▶ _Problem_
Check each line of the data below for the word "input", then extract the ones that have it.

(Stored data)
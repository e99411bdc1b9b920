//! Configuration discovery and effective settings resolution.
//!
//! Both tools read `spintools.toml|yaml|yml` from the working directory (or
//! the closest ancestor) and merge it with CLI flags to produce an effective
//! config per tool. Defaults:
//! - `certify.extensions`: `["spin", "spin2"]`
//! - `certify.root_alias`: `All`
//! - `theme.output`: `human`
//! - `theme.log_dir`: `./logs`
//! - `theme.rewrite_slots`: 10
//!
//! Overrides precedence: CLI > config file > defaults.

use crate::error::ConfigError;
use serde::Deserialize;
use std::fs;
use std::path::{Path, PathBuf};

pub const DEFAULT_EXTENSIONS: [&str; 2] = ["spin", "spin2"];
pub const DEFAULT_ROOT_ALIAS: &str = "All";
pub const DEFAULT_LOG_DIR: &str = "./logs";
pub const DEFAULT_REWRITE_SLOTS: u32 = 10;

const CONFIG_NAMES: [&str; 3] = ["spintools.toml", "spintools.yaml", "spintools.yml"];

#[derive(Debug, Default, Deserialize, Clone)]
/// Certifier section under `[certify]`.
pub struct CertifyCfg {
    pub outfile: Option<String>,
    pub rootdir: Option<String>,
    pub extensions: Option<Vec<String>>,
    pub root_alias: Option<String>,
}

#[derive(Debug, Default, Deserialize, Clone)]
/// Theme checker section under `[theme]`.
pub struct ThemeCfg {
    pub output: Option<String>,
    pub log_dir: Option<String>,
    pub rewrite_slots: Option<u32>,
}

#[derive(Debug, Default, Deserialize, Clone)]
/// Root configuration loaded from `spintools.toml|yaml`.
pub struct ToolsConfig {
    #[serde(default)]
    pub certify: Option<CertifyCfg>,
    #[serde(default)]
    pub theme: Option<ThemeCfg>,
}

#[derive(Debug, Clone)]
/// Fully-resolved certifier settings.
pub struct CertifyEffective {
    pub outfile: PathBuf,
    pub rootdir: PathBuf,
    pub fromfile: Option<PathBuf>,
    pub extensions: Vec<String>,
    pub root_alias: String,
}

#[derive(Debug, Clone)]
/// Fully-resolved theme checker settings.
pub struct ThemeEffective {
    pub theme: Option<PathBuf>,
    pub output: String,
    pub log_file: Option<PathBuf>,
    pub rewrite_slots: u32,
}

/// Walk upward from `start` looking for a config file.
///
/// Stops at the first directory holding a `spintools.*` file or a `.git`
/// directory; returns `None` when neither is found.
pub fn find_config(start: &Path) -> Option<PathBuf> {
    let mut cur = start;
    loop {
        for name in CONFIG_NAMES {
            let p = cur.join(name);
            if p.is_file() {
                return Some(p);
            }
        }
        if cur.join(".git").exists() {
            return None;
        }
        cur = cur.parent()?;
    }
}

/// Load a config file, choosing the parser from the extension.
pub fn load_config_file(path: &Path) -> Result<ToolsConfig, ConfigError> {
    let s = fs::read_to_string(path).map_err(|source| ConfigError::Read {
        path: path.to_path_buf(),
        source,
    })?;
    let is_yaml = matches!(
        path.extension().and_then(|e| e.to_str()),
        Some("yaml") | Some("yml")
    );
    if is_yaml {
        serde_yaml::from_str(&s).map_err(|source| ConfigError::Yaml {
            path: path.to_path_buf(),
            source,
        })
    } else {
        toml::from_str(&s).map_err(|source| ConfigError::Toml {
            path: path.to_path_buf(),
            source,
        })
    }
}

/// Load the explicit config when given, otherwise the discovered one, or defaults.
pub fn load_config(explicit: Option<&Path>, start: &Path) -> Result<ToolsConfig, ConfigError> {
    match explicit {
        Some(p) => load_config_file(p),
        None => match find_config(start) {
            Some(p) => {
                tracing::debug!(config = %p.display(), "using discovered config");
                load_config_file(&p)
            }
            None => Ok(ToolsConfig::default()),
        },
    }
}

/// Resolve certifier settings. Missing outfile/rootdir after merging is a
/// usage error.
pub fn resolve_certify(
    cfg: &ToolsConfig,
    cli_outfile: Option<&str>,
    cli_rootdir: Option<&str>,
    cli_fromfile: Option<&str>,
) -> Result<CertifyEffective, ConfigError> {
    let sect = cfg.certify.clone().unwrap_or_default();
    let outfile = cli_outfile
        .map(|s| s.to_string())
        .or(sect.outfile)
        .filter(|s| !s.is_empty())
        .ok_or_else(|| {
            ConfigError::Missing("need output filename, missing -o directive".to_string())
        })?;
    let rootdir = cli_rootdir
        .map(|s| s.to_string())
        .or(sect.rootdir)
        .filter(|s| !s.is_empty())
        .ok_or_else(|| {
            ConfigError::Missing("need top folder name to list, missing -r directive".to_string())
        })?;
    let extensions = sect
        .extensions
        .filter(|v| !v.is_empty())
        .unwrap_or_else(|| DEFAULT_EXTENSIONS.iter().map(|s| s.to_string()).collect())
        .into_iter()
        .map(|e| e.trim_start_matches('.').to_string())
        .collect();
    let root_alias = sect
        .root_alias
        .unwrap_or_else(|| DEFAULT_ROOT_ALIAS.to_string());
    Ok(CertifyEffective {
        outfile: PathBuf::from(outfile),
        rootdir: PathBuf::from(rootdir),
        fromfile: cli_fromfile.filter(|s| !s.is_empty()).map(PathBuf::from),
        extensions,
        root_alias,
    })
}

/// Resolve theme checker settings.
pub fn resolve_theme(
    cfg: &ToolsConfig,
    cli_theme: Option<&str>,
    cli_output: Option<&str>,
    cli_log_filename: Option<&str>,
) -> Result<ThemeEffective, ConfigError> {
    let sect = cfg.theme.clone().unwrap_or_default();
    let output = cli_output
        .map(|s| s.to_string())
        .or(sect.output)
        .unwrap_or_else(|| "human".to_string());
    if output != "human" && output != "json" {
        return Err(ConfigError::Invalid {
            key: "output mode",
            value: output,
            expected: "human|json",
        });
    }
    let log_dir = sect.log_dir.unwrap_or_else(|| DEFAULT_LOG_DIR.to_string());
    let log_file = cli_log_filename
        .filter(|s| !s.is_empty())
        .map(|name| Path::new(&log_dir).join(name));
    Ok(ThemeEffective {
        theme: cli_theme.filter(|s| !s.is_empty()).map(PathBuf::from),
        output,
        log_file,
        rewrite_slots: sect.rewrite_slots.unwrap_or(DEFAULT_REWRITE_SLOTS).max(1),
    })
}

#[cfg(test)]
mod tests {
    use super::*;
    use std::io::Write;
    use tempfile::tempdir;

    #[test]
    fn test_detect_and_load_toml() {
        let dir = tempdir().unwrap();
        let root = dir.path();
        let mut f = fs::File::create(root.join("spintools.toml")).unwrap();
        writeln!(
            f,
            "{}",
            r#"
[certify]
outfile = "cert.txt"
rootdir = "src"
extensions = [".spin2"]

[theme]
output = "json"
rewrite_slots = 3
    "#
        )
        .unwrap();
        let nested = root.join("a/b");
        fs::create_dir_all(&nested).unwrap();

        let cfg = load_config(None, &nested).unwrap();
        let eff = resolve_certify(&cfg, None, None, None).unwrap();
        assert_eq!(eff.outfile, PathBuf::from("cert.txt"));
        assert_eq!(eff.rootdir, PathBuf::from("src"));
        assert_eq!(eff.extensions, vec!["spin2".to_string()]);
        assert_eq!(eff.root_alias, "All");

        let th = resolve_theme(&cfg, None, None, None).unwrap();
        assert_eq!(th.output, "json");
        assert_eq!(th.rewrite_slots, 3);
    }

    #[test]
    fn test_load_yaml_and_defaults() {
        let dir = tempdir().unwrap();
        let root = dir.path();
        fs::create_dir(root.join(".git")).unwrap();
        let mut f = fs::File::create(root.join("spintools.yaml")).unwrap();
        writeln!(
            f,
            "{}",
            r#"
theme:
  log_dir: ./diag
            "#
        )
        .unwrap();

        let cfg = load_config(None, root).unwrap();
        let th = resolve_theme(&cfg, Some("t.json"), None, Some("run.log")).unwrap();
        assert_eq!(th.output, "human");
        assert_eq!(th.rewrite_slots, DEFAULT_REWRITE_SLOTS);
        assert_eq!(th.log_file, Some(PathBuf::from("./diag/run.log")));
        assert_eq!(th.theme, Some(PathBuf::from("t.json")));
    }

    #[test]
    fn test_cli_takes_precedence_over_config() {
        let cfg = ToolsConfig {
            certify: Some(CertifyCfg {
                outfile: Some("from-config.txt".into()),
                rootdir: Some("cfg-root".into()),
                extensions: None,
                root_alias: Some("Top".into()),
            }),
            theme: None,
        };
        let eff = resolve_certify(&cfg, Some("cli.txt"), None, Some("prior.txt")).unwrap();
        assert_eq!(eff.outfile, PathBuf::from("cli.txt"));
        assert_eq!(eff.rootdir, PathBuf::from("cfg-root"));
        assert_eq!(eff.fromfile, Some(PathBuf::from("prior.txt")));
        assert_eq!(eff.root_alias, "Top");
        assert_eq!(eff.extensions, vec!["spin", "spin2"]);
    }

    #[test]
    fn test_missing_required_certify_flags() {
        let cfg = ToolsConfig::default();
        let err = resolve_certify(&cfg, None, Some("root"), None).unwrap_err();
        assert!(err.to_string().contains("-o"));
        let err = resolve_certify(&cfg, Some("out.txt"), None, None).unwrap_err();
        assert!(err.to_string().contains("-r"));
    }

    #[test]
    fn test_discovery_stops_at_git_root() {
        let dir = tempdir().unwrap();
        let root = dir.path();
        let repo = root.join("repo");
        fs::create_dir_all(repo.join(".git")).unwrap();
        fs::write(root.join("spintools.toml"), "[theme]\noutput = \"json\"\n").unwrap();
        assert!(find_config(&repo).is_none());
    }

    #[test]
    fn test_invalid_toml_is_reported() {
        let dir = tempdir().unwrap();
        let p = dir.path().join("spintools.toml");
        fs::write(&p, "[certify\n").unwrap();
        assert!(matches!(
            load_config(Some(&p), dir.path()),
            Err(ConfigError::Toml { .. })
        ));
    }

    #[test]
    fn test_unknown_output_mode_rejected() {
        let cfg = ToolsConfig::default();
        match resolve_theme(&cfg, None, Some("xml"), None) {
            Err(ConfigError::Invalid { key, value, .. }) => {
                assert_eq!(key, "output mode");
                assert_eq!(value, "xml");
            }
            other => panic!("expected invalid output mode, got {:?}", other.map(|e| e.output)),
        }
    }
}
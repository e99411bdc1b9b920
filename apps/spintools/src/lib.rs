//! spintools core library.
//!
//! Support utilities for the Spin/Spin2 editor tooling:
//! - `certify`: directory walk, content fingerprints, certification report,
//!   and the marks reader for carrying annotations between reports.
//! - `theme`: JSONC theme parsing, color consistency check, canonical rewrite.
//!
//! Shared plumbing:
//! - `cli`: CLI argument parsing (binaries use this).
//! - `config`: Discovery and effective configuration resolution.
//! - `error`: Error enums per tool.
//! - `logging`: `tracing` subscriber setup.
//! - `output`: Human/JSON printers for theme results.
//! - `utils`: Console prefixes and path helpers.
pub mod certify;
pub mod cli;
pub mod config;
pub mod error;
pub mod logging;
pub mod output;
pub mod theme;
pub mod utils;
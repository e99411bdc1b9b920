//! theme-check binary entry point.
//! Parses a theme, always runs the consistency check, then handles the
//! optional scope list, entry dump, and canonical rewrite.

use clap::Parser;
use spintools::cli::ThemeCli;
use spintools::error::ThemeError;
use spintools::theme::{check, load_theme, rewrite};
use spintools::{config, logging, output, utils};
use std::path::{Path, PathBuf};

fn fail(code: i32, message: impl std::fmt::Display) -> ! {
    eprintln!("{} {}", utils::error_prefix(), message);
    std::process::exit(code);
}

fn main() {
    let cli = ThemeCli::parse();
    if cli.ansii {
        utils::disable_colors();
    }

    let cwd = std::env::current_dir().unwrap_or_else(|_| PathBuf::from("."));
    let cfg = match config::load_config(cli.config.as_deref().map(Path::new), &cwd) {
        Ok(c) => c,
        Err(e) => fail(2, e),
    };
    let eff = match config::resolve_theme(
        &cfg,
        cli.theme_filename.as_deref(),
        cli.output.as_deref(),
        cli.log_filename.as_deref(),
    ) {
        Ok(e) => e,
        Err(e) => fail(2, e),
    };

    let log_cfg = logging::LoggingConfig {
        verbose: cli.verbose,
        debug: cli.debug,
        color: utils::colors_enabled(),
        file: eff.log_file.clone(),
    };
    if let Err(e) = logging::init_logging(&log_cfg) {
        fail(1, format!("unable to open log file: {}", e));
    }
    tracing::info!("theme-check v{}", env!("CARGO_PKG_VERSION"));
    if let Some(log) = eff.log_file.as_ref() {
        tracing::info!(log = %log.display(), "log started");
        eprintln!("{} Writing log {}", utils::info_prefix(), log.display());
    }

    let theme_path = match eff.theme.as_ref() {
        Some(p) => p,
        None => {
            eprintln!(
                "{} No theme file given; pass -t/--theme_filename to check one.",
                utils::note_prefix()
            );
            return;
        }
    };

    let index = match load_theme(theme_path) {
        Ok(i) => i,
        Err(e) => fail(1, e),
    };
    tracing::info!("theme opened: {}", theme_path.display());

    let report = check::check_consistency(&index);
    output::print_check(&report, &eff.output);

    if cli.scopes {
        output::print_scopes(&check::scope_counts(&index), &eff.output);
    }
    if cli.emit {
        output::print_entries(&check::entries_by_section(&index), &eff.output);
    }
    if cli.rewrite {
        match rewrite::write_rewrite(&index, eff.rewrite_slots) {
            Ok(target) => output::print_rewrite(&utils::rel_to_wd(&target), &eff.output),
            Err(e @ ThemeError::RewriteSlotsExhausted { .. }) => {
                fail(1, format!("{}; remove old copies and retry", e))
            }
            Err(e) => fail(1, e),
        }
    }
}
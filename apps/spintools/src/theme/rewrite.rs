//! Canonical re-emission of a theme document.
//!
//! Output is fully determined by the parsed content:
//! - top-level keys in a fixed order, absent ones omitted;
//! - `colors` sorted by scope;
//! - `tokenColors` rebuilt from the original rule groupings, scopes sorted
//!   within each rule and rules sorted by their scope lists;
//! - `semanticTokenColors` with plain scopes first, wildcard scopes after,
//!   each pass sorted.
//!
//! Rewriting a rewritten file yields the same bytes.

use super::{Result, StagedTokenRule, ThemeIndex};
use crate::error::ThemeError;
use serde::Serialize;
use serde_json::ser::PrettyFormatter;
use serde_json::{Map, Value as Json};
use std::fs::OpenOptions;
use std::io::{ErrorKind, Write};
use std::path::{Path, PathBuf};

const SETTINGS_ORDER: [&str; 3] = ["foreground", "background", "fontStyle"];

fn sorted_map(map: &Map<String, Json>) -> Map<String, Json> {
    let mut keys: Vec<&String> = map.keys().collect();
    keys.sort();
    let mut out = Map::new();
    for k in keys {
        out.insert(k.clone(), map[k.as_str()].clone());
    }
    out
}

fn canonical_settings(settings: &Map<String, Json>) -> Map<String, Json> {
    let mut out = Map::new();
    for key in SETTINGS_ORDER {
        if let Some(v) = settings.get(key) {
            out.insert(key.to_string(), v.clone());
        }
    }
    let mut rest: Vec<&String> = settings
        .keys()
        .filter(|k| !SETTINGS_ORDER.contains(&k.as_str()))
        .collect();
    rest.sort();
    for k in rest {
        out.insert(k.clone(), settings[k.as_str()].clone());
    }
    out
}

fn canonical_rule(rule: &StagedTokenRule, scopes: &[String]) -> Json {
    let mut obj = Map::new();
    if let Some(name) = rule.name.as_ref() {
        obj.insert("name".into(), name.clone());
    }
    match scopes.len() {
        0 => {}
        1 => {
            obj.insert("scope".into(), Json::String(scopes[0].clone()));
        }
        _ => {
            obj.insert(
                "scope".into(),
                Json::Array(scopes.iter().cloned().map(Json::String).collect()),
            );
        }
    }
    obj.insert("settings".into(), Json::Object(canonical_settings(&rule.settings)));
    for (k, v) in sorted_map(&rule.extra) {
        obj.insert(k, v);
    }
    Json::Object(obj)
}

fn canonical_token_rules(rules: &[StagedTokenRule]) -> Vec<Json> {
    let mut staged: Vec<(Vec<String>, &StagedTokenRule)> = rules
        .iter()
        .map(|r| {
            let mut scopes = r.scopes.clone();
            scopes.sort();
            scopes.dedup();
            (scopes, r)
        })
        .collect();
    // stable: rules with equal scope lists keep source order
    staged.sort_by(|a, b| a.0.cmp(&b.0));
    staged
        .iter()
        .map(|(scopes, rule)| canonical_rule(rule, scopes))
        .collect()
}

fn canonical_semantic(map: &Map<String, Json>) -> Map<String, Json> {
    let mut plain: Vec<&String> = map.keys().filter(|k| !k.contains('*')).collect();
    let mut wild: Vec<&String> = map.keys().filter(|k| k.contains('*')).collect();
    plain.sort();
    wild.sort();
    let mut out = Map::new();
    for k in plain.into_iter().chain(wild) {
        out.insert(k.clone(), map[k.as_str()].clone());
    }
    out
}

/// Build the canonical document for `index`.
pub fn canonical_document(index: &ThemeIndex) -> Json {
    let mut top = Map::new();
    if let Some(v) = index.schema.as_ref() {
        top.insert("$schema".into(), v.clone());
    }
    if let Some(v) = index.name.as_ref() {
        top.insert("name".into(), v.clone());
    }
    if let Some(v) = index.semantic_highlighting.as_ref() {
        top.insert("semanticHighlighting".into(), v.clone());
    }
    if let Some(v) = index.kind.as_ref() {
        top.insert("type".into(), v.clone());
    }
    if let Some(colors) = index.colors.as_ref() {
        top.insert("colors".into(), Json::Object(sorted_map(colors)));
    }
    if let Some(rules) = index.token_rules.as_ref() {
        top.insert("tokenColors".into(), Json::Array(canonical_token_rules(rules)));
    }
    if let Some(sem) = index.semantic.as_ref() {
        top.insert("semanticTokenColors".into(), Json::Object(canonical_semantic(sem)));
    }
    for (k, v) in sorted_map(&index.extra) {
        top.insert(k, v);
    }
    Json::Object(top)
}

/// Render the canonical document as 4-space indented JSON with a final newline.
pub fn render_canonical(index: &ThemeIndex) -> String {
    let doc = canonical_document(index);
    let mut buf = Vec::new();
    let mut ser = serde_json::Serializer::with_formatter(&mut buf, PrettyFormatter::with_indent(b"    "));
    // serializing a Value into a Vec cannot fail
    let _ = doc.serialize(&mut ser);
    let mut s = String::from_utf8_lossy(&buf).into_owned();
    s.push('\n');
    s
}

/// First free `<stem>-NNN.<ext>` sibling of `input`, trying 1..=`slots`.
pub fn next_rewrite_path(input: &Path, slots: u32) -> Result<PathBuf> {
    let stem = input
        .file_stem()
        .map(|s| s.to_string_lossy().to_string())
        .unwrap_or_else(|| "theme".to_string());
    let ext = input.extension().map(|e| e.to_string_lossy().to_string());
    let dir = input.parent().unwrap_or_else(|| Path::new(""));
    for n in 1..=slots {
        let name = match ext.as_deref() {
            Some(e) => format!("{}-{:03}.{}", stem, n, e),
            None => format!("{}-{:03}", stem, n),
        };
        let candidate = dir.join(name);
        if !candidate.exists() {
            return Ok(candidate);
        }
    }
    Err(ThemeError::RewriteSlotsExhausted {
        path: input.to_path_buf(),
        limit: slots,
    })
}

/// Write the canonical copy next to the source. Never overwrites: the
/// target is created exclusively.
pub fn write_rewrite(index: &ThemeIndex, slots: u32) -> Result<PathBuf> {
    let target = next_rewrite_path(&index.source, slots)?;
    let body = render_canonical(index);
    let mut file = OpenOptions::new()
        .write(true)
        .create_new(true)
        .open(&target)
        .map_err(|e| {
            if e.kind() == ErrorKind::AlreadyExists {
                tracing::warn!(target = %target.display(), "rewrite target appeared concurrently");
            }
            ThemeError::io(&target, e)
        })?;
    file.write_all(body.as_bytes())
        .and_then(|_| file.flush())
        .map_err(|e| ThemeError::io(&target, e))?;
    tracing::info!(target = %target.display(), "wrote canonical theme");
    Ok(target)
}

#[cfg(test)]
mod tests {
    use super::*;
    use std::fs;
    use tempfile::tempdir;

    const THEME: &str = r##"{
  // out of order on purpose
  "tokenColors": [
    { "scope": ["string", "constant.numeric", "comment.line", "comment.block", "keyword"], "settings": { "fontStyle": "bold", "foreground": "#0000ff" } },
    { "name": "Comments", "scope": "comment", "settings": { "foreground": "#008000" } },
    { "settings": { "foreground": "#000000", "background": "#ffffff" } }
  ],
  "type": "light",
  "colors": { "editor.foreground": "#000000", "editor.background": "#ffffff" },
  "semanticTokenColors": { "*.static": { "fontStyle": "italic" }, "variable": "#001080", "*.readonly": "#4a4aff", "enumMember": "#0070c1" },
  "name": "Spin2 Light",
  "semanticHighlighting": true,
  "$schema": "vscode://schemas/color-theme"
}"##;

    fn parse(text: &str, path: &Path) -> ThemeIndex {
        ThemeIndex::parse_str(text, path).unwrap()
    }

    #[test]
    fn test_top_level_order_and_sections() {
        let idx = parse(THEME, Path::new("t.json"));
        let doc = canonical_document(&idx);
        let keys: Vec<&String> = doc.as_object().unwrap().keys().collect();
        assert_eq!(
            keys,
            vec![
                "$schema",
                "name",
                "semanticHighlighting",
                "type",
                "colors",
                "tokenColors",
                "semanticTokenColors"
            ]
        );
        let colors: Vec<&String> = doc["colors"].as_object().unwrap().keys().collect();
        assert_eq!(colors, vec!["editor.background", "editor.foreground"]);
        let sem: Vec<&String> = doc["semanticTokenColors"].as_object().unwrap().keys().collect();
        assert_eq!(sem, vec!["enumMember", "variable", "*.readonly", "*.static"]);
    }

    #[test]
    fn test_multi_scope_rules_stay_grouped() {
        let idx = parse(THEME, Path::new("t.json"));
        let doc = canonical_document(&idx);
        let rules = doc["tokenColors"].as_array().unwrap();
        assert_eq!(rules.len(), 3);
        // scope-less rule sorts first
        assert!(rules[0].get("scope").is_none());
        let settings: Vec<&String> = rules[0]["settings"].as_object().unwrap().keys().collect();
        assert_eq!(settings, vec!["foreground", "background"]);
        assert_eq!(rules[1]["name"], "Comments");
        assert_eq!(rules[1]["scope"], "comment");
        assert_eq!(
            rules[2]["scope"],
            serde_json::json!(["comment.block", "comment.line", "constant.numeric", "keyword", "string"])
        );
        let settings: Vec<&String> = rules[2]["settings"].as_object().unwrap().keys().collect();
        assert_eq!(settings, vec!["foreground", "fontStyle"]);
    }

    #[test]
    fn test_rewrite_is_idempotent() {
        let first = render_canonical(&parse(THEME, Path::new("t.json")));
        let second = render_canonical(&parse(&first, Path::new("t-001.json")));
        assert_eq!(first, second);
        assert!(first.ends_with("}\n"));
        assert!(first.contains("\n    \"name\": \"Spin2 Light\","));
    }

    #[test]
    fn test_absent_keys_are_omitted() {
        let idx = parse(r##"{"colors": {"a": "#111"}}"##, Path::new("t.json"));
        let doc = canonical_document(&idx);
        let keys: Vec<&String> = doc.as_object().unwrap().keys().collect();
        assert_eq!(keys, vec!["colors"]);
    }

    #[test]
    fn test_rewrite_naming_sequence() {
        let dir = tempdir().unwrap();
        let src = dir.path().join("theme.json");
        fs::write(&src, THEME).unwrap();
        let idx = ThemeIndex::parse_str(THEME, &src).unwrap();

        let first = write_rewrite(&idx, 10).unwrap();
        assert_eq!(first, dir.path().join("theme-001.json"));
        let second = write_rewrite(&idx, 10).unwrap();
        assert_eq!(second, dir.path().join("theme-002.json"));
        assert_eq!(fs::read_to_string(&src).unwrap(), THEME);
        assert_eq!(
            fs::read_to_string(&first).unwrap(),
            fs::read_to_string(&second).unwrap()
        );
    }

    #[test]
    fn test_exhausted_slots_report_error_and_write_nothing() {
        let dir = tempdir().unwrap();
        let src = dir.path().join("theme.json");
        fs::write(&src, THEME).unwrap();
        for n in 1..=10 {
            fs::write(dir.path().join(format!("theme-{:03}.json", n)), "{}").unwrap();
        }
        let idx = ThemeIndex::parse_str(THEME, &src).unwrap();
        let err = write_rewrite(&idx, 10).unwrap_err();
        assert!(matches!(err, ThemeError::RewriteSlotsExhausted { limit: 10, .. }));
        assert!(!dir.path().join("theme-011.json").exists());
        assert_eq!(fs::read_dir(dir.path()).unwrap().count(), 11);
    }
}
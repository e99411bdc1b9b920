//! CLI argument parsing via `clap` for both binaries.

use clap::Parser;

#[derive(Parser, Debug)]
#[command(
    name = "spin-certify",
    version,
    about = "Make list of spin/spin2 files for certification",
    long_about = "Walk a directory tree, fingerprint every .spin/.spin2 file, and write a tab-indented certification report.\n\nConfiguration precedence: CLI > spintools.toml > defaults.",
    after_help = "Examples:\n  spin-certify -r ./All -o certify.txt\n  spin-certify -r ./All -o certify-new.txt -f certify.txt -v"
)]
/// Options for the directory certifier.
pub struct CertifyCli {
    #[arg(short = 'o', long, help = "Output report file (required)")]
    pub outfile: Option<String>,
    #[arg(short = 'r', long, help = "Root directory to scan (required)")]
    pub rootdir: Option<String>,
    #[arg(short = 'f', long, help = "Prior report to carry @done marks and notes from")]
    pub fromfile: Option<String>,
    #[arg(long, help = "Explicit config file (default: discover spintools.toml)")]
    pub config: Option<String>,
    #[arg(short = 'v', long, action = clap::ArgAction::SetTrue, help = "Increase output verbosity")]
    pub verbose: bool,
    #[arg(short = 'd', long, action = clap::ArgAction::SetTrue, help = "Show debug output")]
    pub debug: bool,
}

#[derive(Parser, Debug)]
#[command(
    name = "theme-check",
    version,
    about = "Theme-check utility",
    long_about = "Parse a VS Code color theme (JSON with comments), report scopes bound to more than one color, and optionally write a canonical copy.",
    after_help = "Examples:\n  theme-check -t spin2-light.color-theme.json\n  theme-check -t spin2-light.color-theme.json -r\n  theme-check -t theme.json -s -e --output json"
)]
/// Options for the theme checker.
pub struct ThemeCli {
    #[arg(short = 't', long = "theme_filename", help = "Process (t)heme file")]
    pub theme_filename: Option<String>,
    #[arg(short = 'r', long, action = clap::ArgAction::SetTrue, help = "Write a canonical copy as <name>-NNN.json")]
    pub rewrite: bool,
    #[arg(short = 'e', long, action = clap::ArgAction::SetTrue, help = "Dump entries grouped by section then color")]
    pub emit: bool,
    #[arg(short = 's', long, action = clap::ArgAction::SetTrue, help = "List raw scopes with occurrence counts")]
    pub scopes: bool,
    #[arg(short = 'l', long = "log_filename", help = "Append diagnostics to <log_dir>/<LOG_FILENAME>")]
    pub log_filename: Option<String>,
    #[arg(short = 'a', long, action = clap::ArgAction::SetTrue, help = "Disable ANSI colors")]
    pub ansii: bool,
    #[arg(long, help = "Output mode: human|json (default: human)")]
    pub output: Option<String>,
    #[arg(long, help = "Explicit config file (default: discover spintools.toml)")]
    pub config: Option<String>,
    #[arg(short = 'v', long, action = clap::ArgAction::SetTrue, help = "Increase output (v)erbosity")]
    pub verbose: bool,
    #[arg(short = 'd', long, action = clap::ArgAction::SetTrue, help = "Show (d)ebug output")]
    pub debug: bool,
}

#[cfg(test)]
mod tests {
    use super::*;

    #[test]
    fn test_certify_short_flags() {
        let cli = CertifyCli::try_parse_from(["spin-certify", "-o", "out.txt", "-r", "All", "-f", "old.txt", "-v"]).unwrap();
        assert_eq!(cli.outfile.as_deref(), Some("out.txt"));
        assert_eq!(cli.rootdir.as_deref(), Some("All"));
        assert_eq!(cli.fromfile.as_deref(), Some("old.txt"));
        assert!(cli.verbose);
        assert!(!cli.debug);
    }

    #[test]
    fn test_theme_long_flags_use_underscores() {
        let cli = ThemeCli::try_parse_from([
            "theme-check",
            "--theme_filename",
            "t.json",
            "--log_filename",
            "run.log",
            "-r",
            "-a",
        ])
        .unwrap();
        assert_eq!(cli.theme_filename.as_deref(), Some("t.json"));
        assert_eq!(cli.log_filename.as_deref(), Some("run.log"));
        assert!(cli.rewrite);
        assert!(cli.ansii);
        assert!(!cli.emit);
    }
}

▶ _Response to this task_
/// First free `<stem>-NNN.<ext>` sibling of `input`, trying 1..=`slots`.
pub fn next_rewrite_path(input: &Path, slots: u32) -> Result<PathBuf> {
    let stem = input
    let ext = input.extension().map(|e| e.to_string_lossy().to_string());
    let dir = input.parent().unwrap_or_else(|| Path::new(""));
        path: input.to_path_buf(),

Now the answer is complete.